- **Task requirements**
Search the entries below for "kind" and copy each matching line.

(Saved data entries)
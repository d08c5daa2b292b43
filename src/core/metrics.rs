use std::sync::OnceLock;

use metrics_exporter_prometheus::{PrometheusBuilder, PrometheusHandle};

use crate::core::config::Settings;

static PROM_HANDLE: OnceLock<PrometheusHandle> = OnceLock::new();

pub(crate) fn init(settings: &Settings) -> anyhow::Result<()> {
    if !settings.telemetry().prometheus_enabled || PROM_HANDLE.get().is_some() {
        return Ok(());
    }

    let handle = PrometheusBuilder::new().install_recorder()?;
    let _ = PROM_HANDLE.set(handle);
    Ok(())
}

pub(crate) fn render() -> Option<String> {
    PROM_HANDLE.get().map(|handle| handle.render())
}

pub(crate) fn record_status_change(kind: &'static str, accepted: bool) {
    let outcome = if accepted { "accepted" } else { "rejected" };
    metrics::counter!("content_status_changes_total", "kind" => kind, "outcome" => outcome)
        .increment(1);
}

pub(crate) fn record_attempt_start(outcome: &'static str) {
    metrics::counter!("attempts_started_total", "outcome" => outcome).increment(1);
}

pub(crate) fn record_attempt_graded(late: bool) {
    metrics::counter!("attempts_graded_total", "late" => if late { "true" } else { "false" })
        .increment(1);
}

- **Answer to this task**
pub(crate) fn record_status_change(kind: &'static str, accepted: bool) {
    metrics::counter!("content_status_changes_total", "kind" => kind, "outcome" => outcome)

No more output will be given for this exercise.